> _THE INPUT_
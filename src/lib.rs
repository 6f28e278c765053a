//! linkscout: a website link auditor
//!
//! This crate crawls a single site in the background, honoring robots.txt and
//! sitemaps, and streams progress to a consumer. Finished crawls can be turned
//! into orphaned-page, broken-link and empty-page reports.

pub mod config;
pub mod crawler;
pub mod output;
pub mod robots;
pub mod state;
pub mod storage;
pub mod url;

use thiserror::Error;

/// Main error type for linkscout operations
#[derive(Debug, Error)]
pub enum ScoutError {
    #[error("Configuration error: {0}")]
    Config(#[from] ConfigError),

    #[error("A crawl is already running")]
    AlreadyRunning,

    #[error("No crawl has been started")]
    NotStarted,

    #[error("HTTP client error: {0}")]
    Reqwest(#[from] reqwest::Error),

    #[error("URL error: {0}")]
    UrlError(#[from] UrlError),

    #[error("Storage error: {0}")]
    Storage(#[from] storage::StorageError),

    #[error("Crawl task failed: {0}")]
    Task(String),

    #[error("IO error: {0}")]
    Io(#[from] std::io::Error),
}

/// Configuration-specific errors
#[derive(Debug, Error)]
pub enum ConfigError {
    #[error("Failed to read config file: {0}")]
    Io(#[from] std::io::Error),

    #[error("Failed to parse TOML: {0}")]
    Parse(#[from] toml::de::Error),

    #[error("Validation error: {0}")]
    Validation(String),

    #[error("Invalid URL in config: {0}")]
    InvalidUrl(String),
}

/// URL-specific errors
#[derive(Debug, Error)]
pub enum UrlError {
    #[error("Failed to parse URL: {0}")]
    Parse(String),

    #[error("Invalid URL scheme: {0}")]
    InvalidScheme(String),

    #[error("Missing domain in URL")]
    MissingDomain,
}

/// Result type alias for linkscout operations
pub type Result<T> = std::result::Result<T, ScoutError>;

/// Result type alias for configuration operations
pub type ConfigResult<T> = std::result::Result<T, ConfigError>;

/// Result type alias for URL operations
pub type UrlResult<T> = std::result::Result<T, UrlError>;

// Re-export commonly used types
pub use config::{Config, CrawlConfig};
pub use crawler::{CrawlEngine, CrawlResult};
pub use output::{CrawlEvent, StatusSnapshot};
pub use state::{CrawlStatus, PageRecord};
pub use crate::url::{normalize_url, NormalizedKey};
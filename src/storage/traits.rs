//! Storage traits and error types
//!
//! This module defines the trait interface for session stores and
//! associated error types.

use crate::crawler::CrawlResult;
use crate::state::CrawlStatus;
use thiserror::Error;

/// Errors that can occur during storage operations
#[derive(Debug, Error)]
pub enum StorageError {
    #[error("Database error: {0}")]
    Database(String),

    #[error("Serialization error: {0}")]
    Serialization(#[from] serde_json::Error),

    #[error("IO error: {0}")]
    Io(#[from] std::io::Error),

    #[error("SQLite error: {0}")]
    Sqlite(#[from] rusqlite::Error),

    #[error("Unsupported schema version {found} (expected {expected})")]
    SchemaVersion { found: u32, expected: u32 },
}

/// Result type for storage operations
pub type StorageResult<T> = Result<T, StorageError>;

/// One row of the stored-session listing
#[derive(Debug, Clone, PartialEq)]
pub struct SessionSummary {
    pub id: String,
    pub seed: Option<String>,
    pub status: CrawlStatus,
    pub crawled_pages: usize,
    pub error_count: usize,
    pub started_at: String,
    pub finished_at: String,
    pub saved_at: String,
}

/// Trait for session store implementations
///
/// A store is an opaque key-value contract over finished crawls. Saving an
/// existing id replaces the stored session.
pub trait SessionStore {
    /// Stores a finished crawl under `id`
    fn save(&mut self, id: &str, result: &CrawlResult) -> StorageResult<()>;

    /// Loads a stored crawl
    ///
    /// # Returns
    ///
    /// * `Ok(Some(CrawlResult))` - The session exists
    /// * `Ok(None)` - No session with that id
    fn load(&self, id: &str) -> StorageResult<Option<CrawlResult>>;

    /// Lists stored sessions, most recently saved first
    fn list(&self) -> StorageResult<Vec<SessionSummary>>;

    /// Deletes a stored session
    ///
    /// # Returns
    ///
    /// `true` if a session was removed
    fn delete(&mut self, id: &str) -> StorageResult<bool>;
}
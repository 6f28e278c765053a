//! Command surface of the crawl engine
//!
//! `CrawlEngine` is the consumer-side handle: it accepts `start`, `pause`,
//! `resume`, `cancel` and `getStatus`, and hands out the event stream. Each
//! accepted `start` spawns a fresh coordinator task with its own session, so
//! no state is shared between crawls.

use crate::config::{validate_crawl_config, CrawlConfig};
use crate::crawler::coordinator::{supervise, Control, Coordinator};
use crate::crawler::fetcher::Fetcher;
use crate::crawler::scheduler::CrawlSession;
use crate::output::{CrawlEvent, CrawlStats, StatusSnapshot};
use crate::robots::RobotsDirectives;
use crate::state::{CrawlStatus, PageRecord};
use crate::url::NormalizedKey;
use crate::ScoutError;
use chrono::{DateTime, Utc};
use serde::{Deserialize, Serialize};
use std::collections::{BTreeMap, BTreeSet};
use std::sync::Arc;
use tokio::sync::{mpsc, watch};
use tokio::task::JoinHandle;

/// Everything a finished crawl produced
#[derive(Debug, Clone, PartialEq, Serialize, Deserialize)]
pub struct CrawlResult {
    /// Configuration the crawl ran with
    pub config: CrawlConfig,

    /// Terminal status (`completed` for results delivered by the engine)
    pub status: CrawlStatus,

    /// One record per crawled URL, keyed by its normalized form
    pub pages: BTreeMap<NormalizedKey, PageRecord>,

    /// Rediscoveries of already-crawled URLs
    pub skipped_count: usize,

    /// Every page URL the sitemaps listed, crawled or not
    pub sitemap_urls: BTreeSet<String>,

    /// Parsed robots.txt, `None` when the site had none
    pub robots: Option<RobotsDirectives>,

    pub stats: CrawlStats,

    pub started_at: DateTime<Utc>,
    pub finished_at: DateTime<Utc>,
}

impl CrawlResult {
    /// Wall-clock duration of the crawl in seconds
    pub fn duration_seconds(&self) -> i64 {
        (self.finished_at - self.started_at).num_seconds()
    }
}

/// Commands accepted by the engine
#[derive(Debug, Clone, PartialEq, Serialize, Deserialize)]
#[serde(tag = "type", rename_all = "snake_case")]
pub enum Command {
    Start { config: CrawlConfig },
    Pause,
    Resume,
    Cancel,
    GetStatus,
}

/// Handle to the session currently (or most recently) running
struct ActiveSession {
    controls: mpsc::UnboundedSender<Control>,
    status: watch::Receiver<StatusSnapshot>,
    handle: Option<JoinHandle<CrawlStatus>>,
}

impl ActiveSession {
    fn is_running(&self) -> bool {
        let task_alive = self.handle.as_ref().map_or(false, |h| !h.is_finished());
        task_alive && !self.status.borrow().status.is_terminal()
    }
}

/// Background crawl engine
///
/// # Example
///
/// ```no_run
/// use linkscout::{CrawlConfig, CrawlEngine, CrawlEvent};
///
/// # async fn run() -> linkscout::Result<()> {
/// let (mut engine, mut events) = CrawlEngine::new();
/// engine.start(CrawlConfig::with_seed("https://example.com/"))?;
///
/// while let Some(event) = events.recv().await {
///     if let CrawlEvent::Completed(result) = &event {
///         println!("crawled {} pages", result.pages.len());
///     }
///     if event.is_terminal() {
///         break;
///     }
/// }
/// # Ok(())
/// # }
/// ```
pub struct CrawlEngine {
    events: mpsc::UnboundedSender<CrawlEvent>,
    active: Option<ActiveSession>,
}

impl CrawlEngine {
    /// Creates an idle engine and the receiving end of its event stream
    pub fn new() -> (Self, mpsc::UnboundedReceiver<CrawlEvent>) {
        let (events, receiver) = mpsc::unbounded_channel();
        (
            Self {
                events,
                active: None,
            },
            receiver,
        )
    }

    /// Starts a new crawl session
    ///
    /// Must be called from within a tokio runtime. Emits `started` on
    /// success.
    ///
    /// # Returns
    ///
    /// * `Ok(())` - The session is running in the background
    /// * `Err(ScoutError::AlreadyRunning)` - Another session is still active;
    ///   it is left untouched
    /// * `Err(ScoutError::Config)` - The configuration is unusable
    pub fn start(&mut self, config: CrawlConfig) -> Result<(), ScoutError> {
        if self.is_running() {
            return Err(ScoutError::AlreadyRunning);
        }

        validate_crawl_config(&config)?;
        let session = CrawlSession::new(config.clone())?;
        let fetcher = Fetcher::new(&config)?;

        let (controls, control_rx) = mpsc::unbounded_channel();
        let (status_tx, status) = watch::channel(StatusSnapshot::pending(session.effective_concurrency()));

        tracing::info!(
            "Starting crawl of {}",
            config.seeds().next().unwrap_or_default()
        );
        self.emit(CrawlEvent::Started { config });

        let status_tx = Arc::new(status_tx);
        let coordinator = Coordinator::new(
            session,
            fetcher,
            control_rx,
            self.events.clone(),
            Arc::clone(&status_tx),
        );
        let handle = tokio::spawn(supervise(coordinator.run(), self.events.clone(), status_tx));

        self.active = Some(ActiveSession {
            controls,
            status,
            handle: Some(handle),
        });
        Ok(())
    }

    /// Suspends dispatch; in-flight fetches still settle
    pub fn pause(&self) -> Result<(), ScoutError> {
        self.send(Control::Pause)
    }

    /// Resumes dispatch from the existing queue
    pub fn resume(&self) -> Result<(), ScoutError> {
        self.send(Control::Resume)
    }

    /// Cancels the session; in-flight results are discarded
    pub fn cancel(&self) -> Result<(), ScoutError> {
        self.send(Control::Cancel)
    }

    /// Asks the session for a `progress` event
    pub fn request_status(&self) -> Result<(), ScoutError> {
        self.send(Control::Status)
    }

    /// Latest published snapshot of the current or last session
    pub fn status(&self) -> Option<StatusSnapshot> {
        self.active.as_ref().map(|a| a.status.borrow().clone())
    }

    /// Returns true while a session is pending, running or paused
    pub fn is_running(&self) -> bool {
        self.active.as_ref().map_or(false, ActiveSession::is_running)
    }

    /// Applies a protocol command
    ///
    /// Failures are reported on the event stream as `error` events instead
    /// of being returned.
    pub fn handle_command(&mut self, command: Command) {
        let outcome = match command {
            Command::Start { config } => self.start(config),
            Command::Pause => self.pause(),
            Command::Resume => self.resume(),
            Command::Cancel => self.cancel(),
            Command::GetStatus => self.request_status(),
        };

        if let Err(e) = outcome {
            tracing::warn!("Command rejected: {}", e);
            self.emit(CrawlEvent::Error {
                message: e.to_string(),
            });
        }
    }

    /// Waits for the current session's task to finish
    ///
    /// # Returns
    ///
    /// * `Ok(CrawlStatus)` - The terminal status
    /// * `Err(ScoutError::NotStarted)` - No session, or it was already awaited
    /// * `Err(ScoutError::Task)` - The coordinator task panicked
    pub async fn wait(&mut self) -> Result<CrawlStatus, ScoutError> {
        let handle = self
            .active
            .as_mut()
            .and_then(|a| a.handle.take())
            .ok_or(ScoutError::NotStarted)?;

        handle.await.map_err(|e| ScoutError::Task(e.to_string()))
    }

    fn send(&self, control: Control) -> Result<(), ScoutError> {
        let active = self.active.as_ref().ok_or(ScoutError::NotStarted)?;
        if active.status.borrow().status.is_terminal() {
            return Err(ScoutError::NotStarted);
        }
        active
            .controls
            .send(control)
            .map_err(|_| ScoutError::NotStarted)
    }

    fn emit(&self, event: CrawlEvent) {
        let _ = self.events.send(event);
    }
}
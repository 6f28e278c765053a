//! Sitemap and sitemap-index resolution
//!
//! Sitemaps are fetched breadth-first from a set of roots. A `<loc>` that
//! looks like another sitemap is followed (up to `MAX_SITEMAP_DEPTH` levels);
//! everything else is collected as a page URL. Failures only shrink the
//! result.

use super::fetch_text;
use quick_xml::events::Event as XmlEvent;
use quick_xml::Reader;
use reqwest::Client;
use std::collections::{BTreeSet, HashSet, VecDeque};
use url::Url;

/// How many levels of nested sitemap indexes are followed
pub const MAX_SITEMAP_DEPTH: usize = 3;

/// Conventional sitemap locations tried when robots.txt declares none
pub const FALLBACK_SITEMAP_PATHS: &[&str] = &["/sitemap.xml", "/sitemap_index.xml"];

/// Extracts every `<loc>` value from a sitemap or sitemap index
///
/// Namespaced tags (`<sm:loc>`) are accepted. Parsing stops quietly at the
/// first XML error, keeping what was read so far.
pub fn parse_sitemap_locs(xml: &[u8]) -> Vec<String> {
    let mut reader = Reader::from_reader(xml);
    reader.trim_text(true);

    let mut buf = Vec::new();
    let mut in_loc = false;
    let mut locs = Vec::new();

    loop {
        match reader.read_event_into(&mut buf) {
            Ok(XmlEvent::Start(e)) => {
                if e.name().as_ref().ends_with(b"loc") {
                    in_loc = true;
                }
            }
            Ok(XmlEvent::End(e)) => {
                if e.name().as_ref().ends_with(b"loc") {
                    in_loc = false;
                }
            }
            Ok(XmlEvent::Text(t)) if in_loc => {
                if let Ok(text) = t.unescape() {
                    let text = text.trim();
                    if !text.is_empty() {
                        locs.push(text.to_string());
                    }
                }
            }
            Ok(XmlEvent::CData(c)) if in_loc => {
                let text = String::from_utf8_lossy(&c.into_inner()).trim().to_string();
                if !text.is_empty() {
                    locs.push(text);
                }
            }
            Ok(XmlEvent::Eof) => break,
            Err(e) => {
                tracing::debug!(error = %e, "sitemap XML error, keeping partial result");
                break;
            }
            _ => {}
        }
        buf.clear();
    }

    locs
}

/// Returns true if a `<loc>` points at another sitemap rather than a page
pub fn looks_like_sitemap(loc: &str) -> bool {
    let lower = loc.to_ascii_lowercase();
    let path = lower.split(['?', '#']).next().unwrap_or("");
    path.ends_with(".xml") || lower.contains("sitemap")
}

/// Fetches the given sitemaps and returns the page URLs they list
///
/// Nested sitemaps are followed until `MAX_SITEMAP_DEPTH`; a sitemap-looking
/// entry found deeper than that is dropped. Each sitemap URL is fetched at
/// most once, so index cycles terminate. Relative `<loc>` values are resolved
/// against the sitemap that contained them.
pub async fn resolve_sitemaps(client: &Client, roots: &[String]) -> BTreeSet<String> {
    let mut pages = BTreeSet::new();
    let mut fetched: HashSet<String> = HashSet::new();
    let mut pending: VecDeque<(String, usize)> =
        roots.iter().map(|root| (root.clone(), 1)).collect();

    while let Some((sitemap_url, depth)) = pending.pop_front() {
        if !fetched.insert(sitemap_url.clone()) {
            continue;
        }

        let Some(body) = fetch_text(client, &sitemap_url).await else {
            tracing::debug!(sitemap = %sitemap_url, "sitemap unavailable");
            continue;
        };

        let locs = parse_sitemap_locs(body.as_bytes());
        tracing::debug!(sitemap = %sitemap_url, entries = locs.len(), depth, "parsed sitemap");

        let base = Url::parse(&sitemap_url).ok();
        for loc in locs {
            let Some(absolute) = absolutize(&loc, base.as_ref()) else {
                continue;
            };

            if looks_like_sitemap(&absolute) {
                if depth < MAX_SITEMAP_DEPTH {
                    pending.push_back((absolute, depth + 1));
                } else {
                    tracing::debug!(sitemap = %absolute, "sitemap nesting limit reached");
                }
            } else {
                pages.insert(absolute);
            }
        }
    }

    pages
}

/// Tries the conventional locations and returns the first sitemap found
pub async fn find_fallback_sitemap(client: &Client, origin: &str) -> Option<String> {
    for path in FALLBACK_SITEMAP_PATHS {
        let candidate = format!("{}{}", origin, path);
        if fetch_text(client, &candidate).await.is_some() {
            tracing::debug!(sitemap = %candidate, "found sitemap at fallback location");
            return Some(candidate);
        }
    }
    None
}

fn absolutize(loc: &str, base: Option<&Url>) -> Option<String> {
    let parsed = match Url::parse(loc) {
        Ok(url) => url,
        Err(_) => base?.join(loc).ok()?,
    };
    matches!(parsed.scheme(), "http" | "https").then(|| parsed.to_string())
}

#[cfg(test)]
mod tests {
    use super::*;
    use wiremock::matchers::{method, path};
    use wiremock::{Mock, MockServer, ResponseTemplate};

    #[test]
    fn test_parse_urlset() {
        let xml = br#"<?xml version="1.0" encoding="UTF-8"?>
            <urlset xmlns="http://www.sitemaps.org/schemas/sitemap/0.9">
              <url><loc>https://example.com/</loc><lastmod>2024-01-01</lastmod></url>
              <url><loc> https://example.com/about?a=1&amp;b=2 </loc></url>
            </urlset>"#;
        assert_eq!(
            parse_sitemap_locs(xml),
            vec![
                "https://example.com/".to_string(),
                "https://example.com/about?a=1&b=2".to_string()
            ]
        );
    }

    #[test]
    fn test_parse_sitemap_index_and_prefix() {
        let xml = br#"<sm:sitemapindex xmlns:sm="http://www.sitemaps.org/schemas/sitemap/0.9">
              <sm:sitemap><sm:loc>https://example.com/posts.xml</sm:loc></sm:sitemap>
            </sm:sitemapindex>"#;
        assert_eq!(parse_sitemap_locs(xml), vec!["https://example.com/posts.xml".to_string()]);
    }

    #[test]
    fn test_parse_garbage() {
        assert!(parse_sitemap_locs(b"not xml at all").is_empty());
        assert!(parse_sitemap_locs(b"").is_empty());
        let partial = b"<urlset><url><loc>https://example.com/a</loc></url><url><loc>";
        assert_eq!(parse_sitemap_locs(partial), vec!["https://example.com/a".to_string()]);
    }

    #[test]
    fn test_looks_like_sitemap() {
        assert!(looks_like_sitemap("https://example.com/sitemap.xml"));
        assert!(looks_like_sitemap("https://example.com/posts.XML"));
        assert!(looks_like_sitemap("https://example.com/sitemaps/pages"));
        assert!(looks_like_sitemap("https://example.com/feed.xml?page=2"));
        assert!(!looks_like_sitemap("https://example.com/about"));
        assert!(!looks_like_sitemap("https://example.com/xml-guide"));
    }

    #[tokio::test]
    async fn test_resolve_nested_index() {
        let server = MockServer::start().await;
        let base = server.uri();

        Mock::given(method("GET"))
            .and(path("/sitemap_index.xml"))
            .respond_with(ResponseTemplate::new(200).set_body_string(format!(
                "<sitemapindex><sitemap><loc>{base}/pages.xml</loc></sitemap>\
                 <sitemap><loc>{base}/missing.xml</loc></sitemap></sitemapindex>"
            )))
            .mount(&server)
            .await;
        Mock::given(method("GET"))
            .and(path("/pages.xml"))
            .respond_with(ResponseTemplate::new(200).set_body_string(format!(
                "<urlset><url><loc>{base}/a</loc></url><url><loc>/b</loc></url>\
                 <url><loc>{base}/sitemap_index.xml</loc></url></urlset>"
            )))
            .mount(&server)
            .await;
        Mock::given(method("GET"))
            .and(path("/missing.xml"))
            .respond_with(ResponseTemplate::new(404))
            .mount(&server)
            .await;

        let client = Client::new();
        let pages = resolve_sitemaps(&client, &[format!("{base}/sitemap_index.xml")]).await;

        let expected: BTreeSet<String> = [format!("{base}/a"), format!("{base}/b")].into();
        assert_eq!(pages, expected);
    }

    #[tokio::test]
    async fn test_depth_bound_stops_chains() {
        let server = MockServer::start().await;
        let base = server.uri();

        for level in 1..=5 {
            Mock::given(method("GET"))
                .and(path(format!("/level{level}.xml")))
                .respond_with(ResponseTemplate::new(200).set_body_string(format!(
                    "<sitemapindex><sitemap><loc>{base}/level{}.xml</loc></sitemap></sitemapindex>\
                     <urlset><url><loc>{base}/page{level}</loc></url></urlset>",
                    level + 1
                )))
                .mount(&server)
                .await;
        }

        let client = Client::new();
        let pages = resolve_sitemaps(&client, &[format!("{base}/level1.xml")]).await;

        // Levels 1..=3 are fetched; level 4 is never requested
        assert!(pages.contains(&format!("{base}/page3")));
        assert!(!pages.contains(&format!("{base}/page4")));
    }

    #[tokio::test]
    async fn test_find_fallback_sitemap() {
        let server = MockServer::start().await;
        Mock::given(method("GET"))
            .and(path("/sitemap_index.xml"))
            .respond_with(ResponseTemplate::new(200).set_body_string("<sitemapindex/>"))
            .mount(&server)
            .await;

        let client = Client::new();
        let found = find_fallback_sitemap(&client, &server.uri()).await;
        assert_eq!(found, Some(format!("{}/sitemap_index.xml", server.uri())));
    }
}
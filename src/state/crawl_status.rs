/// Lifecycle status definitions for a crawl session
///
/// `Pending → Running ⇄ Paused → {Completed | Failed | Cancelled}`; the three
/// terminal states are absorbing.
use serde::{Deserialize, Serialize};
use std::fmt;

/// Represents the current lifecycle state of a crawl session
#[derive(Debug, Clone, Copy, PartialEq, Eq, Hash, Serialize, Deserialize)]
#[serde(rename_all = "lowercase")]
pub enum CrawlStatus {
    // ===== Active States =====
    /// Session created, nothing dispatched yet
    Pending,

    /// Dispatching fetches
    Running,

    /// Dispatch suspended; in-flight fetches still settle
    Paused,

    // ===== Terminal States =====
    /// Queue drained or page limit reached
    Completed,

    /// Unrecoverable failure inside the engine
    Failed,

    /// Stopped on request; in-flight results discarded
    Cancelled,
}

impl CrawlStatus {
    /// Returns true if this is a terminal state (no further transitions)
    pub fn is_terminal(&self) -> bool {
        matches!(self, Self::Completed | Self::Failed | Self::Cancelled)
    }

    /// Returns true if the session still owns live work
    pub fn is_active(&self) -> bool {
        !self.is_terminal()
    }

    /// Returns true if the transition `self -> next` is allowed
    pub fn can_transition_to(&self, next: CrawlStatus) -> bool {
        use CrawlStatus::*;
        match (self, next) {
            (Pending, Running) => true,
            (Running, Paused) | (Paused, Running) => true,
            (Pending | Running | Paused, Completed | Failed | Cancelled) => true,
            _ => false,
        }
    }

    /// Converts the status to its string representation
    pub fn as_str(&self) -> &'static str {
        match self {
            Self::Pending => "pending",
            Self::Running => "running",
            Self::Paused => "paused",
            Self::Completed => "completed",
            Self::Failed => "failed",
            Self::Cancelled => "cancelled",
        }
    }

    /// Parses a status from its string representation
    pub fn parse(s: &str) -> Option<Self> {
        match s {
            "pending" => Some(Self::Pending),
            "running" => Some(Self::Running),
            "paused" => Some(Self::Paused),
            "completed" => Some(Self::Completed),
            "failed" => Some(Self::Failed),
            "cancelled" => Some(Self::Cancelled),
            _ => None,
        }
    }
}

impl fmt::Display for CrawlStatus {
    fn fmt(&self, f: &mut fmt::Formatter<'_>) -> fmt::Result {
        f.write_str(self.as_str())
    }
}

> _REQUIRED ACTION_
Could you report every line of the material that contains the string "BTreeSet"?

> _RESPONSE TO THIS EXERCISE_
use std::collections::{BTreeMap, BTreeSet};
    pub sitemap_urls: BTreeSet<String>,
use std::collections::{BTreeSet, HashSet, VecDeque};
pub async fn resolve_sitemaps(client: &Client, roots: &[String]) -> BTreeSet<String> {
    let mut pages = BTreeSet::new();
        let expected: BTreeSet<String> = [format!("{base}/a"), format!("{base}/b")].into();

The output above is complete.